CVE-2025-23335: Nvidia Triton Inference Server DOS Flaw

CVE-2025-23335 Overview

CVE-2025-23335 affects NVIDIA Triton Inference Server on Windows and Linux when running the TensorRT backend. An attacker can trigger an integer underflow [CWE-191] by submitting a crafted model configuration combined with specific input data. Successful exploitation leads to denial of service against the inference server process. The flaw is reachable over the network without authentication or user interaction, making exposed inference endpoints a direct attack surface. NVIDIA published advisory a_id/5687 describing the issue and providing fixed versions.

Critical Impact
Unauthenticated network attackers can crash NVIDIA Triton Inference Server instances running the TensorRT backend, disrupting AI inference services on Windows and Linux deployments.

Affected Products

NVIDIA Triton Inference Server (TensorRT backend) on Linux
NVIDIA Triton Inference Server (TensorRT backend) on Microsoft Windows
Deployments exposing Triton HTTP/gRPC inference endpoints

Discovery Timeline

2025-08-06 - CVE-2025-23335 published to NVD
2025-08-12 - Last updated in NVD database

Technical Details for CVE-2025-23335

Vulnerability Analysis

The vulnerability is classified as an integer underflow [CWE-191] in the TensorRT backend of NVIDIA Triton Inference Server. Triton accepts model configurations that define tensor shapes, data types, and batching parameters. When processing a specific combination of model configuration values and input tensor data, an arithmetic operation on an unsigned integer wraps below zero. The resulting underflowed value is then used in downstream memory or loop logic, producing a process-level failure that halts inference serving.

Because Triton is commonly deployed as a network-facing service handling HTTP and gRPC inference requests, the underflow can be reached remotely without credentials. The impact is confined to availability — the advisory and CVSS vector indicate no confidentiality or integrity loss.

Root Cause

The root cause is missing or insufficient bounds validation on values derived from attacker-influenced model configuration and inference inputs. When a computed size or offset is decremented past zero in unsigned arithmetic, it wraps to a very large value, breaking the assumptions of code that consumes it. Refer to the NVIDIA Support Advisory for the precise affected versions and patched releases.

Attack Vector

An attacker with network reachability to a Triton inference endpoint loads or references a malicious model configuration, then submits a tailored inference request. The combination of configuration and input drives execution through the vulnerable arithmetic path. The Triton server process terminates or hangs, causing denial of service for all consumers of that endpoint. No authentication, privilege, or user interaction is required.

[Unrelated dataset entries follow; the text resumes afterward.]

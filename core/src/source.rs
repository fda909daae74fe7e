use std::fmt;

use log::debug;
use url::Url;

use crate::error::{Result, WatchError};

/// The media URL the page plays, derived once from the page URL.
#[derive(Debug, Clone, PartialEq, Eq)]
pub struct MediaSource(Url);

impl MediaSource {
    /// Derive the source from a page URL by dropping the `/watch/` segment.
    ///
    /// Only absolute http(s) URLs are accepted; everything that depends on
    /// the source is unusable otherwise.
    pub fn resolve(page_url: &str) -> Result<Self> {
        let page_url = page_url.trim();
        if page_url.is_empty() {
            return Err(WatchError::SourceInvalid("(empty)".into()));
        }

        let stripped = page_url.replacen("/watch/", "/", 1);
        let url = Url::parse(&stripped).map_err(|e| WatchError::SourceInvalid(format!("{stripped}: {e}")))?;

        match url.scheme() {
            "http" | "https" if url.has_host() => {
                debug!("Resolved media source {} from page {}", url, page_url);
                Ok(Self(url))
            }
            _ => Err(WatchError::SourceInvalid(stripped)),
        }
    }

    pub fn url(&self) -> &Url {
        &self.0
    }

    pub fn as_str(&self) -> &str {
        self.0.as_str()
    }
}

impl fmt::Display for MediaSource {
    fn fmt(&self, f: &mut fmt::Formatter<'_>) -> fmt::Result {
        f.write_str(self.0.as_str())
    }
}
use crate::error::Result;

use super::metadata::MediaFacts;
use super::tracks::Track;

/// Capabilities the watch session needs from a concrete player binding.
///
/// Getters report the binding's latest known state and must be cheap; the
/// session reads them on every event. Commands may fail if the binding has
/// gone away.
pub trait PlayerBackend {
    /// Whether the media can currently be controlled.
    fn is_ready(&self) -> bool;
    /// Seconds, NaN while unknown.
    fn duration(&self) -> f64;
    fn width(&self) -> u32;
    fn height(&self) -> u32;
    fn has_audio(&self) -> bool;
    fn muted(&self) -> bool;
    /// Linear volume in `0.0..=1.0`.
    fn volume(&self) -> f64;
    fn paused(&self) -> bool;
    fn ended(&self) -> bool;
    fn position(&self) -> f64;
    fn fullscreen(&self) -> bool;
    fn playback_rate(&self) -> f64;
    /// Audio, video and subtitle tracks of the loaded media.
    fn tracks(&self) -> Vec<Track>;

    /// Whether the stream facts (dimensions, audio) are final for this media.
    /// Metadata read before that is shown but captured again later.
    fn facts_settled(&self) -> bool {
        true
    }

    /// Whether playback starts on its own once media can play.
    fn autoplay(&self) -> bool {
        true
    }

    fn play(&mut self) -> Result<()>;
    fn pause(&mut self) -> Result<()>;
    fn seek_to(&mut self, secs: f64) -> Result<()>;
    fn set_volume(&mut self, volume: f64) -> Result<()>;
    fn set_muted(&mut self, muted: bool) -> Result<()>;
    fn set_fullscreen(&mut self, fullscreen: bool) -> Result<()>;
    fn set_playback_rate(&mut self, rate: f64) -> Result<()>;
    /// Show subtitle track `id`, or none.
    fn select_subtitle(&mut self, id: Option<i64>) -> Result<()>;
    fn select_audio(&mut self, id: i64) -> Result<()>;
    /// Reload the current source from the start.
    fn load(&mut self) -> Result<()>;

    fn facts(&self) -> MediaFacts {
        MediaFacts {
            duration: self.duration(),
            width: self.width(),
            height: self.height(),
            has_audio: self.has_audio(),
        }
    }
}
use std::time::Instant;

use anyhow::Result;
use crossterm::event::{KeyCode, KeyEvent, KeyEventKind, KeyModifiers, MouseButton, MouseEvent, MouseEventKind};
use log::{debug, info, warn};
use ratatui::layout::{Position, Rect};
use tokio::runtime::Runtime;
use tokio::sync::mpsc;

use watchlink_core::menu::{Control, MenuId};
use watchlink_core::{PlayerBackend, Ports, WatchSession};

use crate::actions::{self, DownloadResult, SystemClipboard, SystemOpener};
use crate::mpv::{MpvPlayer, MpvUpdate};

/// Screen regions from the last draw, used to route mouse clicks.
#[derive(Debug, Default, Clone)]
pub struct HitMap {
    pub controls: Vec<(Control, Rect)>,
    /// The open dropdown, its outer area, and one row per item.
    pub menu: Option<(MenuId, Rect, Vec<Rect>)>,
}

impl HitMap {
    fn control_at(&self, pos: Position) -> Option<Control> {
        self.controls.iter().find(|(_, r)| r.contains(pos)).map(|(c, _)| *c)
    }
}

/// The system-facing half of the app: everything the session drives.
struct Bindings {
    player: Option<MpvPlayer>,
    opener: SystemOpener,
    clipboard: SystemClipboard,
}

impl Bindings {
    fn ports(&mut self) -> Ports<'_> {
        Ports {
            player: self.player.as_mut().map(|p| p as &mut dyn PlayerBackend),
            opener: &mut self.opener,
            clipboard: &mut self.clipboard,
        }
    }
}

pub struct App {
    pub session: WatchSession,
    bindings: Bindings,
    runtime: Runtime,
    downloads_tx: mpsc::UnboundedSender<DownloadResult>,
    downloads_rx: mpsc::UnboundedReceiver<DownloadResult>,
    /// Help dialog visibility
    pub show_help: bool,
    /// Whether the app should exit
    pub should_quit: bool,
    pub hit_map: HitMap,
    pub started_at: Instant,
}

impl App {
    pub fn new(session: WatchSession, runtime: Runtime) -> Self {
        let (downloads_tx, downloads_rx) = mpsc::unbounded_channel();
        Self {
            session,
            bindings: Bindings {
                player: None,
                opener: SystemOpener::default(),
                clipboard: SystemClipboard,
            },
            runtime,
            downloads_tx,
            downloads_rx,
            show_help: false,
            should_quit: false,
            hit_map: HitMap::default(),
            started_at: Instant::now(),
        }
    }

    /// Attach the session and bring up mpv on its source.
    pub fn start(&mut self) {
        let source = match self.session.attach() {
            Ok(source) => source,
            Err(e) => {
                warn!("Not starting a player: {}", e);
                return;
            }
        };

        let config = self.session.config();
        match MpvPlayer::spawn(self.runtime.handle(), &config.mpv_path, &source, config.autoplay) {
            Ok(player) => self.bindings.player = Some(player),
            Err(e) => {
                let reason = format!("Could not start player: {:#}", e);
                self.session.player_unavailable(&reason);
            }
        }
    }

    pub fn player(&self) -> Option<&MpvPlayer> {
        self.bindings.player.as_ref()
    }

    /// Pump player and download results into the session and fire due timers.
    pub fn update(&mut self) -> Result<()> {
        if let Some(player) = self.bindings.player.as_mut() {
            for update in player.poll() {
                match update {
                    MpvUpdate::Event(event) => self.session.player_event(event, player),
                    MpvUpdate::Gone(reason) => self.session.player_unavailable(&reason),
                }
            }
        }

        while let Ok(result) = self.downloads_rx.try_recv() {
            self.session.report_download(result);
        }

        self.session.tick(Instant::now(), &mut self.bindings.ports());
        Ok(())
    }

    pub fn handle_key_event(&mut self, key: KeyEvent) -> Result<()> {
        if key.kind == KeyEventKind::Release {
            return Ok(());
        }
        if key.code == KeyCode::Char('c') && key.modifiers.contains(KeyModifiers::CONTROL) {
            self.should_quit = true;
            return Ok(());
        }
        if self.show_help {
            if matches!(key.code, KeyCode::Esc | KeyCode::Char('?') | KeyCode::Char('q')) {
                self.show_help = false;
            }
            return Ok(());
        }

        let outcome = self.session.handle_key(&key, &mut self.bindings.ports());
        if !outcome.is_handled() {
            self.handle_app_key(key);
        }
        self.start_pending_download();
        Ok(())
    }

    /// Bindings that belong to the terminal app rather than the page.
    fn handle_app_key(&mut self, key: KeyEvent) {
        if key.modifiers.intersects(KeyModifiers::CONTROL | KeyModifiers::ALT) {
            return;
        }
        match key.code {
            KeyCode::Tab => self.session.focus_next(true),
            KeyCode::BackTab => self.session.focus_next(false),
            KeyCode::Char('q') => {
                info!("Quit requested");
                self.should_quit = true;
            }
            KeyCode::Char('?') => self.show_help = true,
            KeyCode::Char('t') => self.activate(Control::Theme),
            KeyCode::Char('r') => self.activate(Control::Retry),
            KeyCode::Char('o') => self.activate(Control::OpenIn),
            KeyCode::Char('s') => self.activate(Control::Speed),
            KeyCode::Char('a') => self.activate(Control::Tracks),
            KeyCode::Char('d') => self.activate(Control::Download),
            KeyCode::Char('c') => self.activate(Control::CopyLink),
            _ => debug!("Unbound key {:?}", key.code),
        }
    }

    fn activate(&mut self, control: Control) {
        self.session.activate(control, &mut self.bindings.ports());
    }

    pub fn handle_mouse_event(&mut self, mouse: MouseEvent) -> Result<()> {
        if mouse.kind != MouseEventKind::Down(MouseButton::Left) {
            return Ok(());
        }
        let pos = Position::new(mouse.column, mouse.row);

        if let Some((id, area, items)) = self.hit_map.menu.clone() {
            if area.contains(pos) {
                if let Some(index) = items.iter().position(|r| r.contains(pos)) {
                    self.session.click_menu_item(id, index, &mut self.bindings.ports());
                }
                return Ok(());
            }
            let trigger = self.session.menus().menu(id).map(|m| m.trigger);
            if trigger.is_some() && self.hit_map.control_at(pos) == trigger {
                self.session.toggle_menu(id);
                return Ok(());
            }
            self.session.click_outside();
        }

        if let Some(control) = self.hit_map.control_at(pos) {
            self.activate(control);
            self.start_pending_download();
        }
        Ok(())
    }

    fn start_pending_download(&mut self) {
        if let Some(request) = self.session.take_download() {
            actions::spawn_download(self.runtime.handle(), request, self.downloads_tx.clone());
        }
    }

    /// Dispose the session and stop mpv.
    pub fn shutdown(&mut self) {
        self.session.dispose();
        if let Some(mut player) = self.bindings.player.take() {
            self.runtime.block_on(player.stop());
        }
    }
}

No public proof-of-concept exploit code is available for CVE-2025-23335. See the CVE.org record and NVD entry for authoritative technical references.

Detection Methods for CVE-2025-23335

Indicators of Compromise

Unexpected crashes, restarts, or core dumps of the tritonserver process on Linux or Windows hosts running the TensorRT backend
Spikes in failed inference requests followed by connection resets on Triton HTTP (default 8000) or gRPC (default 8001) endpoints
Model load events referencing unusual or attacker-supplied model configurations from untrusted clients
Container or systemd service restart loops correlated with inbound inference traffic

Detection Strategies

Monitor Triton server logs for abnormal termination, segmentation faults, or TensorRT backend errors immediately following inference requests
Alert on repeated process restarts of tritonserver within short time windows on managed inference hosts
Inspect inference request patterns for malformed tensor shapes or atypical model configuration uploads from unexpected source IPs
Correlate availability degradation of inference endpoints with concurrent network telemetry to identify probing sources

Monitoring Recommendations

Track Triton /v2/health/live and /v2/health/ready endpoint responses for sustained failures
Capture and retain stderr and stdout from Triton containers to forensically analyze crash conditions
Baseline normal model load operations and alert on unauthorized model registrations or repository changes
Forward inference gateway logs to a centralized logging platform for retention and correlation across hosts

How to Mitigate CVE-2025-23335

Immediate Actions Required

Apply the patched Triton Inference Server release identified in the NVIDIA Support Advisory to all Windows and Linux deployments using the TensorRT backend
Restrict network exposure of Triton HTTP and gRPC ports to authenticated, trusted clients only via firewall rules or service mesh policies
Audit the model repository and remove any model configurations from untrusted or unverified sources
Place an authenticating reverse proxy or API gateway in front of Triton until patching is complete

Patch Information

NVIDIA has released fixed versions of Triton Inference Server addressing the TensorRT backend underflow. Consult the NVIDIA Support Advisory a_id/5687 for the exact patched version numbers corresponding to your deployed branch. Rebuild container images and redeploy inference workloads to pick up the fixed binaries.

Workarounds

Disable the TensorRT backend if it is not required and serve models through an unaffected backend
Enforce strict access control on model repository write paths so only trusted operators can publish model configurations
Place rate limiting on inference endpoints to slow repeated exploitation attempts and trigger faster anomaly alerts
Run Triton under a process supervisor with restart-on-failure and alerting to maintain availability while patches are staged

bash

# Configuration example: restrict Triton exposure with iptables and enforce model repo permissions
sudo iptables -A INPUT -p tcp --dport 8000 -s 10.0.0.0/24 -j ACCEPT
sudo iptables -A INPUT -p tcp --dport 8001 -s 10.0.0.0/24 -j ACCEPT
sudo iptables -A INPUT -p tcp --dport 8000 -j DROP
sudo iptables -A INPUT -p tcp --dport 8001 -j DROP

# Lock down the model repository to a trusted owner
sudo chown -R triton-admin:triton /opt/triton/models
sudo chmod -R 750 /opt/triton/models